What you will do: Only an exact retyping of all the entries counts as an answer.

Saved entries:
Segment Open

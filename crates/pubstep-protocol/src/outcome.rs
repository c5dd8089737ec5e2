use serde::{Deserialize, Serialize};

use crate::error::StepError;

/// Terminal value of one publish step invocation.
#[derive(Debug, Clone, PartialEq, Eq, Serialize, Deserialize)]
#[serde(tag = "status", rename_all = "snake_case")]
pub enum Outcome {
    Success { message: String },
    Failure { reason: String },
}

impl Outcome {
    /// Success confirmation for a message acknowledged on `topic`.
    pub fn published(topic: &str) -> Self {
        Self::Success {
            message: format!("Message published successfully to topic: {topic}"),
        }
    }

    pub fn is_success(&self) -> bool {
        matches!(self, Self::Success { .. })
    }

    /// Success message or failure reason.
    pub fn message(&self) -> &str {
        match self {
            Self::Success { message } => message,
            Self::Failure { reason } => reason,
        }
    }
}

impl From<StepError> for Outcome {
    fn from(err: StepError) -> Self {
        Self::Failure {
            reason: err.to_string(),
        }
    }
}

/// Output record returned to the calling pipeline.
#[derive(Debug, Clone, PartialEq, Eq, Serialize, Deserialize)]
pub struct StepOutput {
    pub success: bool,
    /// Success confirmation or human-readable failure reason.
    pub message: String,
}

impl From<Outcome> for StepOutput {
    fn from(outcome: Outcome) -> Self {
        match outcome {
            Outcome::Success { message } => Self {
                success: true,
                message,
            },
            Outcome::Failure { reason } => Self {
                success: false,
                message: reason,
            },
        }
    }
}
//! One-shot MQTT publish step: library crate.
//!
//! Exposes the state machine, the deadline-racing `Publisher`, and runner
//! configuration so external crates (e.g. `pubstep-e2e-tests`) can drive
//! invocations against mock or real connectors.

pub mod config;
pub mod machine;
pub mod publisher;

pub use config::{MAX_DEADLINE_SECS, RunnerConfig};
pub use machine::{Effect, Phase, PublishMachine, Trigger};
pub use publisher::{Publisher, run};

Segment Closed

The completed task:
filename crates/pubstep-protocol/src/outcome.rs
repository c5dd8089737ec5e2
use serde::{Deserialize, Serialize};

use crate::error::StepError;

/// Terminal value of one publish step invocation.
#[derive(Debug, Clone, PartialEq, Eq, Serialize, Deserialize)]
#[serde(tag = "status", rename_all = "snake_case")]
pub enum Outcome {
    Success { message: String },
    Failure { reason: String },
}

impl Outcome {
    /// Success confirmation for a message acknowledged on `topic`.
    pub fn published(topic: &str) -> Self {
        Self::Success {
            message: format!("Message published successfully to topic: {topic}"),
        }
    }

    pub fn is_success(&self) -> bool {
        matches!(self, Self::Success { .. })
    }

    /// Success message or failure reason.
    pub fn message(&self) -> &str {
        match self {
            Self::Success { message } => message,
            Self::Failure { reason } => reason,
        }
    }
}

impl From<StepError> for Outcome {
    fn from(err: StepError) -> Self {
        Self::Failure {
            reason: err.to_string(),
        }
    }
}

/// Output record returned to the calling pipeline.
#[derive(Debug, Clone, PartialEq, Eq, Serialize, Deserialize)]
pub struct StepOutput {
    pub success: bool,
    /// Success confirmation or human-readable failure reason.
    pub message: String,
}

impl From<Outcome> for StepOutput {
    fn from(outcome: Outcome) -> Self {
        match outcome {
            Outcome::Success { message } => Self {
                success: true,
                message,
            },
            Outcome::Failure { reason } => Self {
                success: false,
                message: reason,
            },
        }
    }
}
//! One-shot MQTT publish step: library crate.
//!
//! Exposes the state machine, the deadline-racing `Publisher`, and runner
//! configuration so external crates (e.g. `pubstep-e2e-tests`) can drive
//! invocations against mock or real connectors.

pub mod config;
pub mod machine;
pub mod publisher;

pub use config::{MAX_DEADLINE_SECS, RunnerConfig};
pub use machine::{Effect, Phase, PublishMachine, Trigger};
pub use publisher::{Publisher, run};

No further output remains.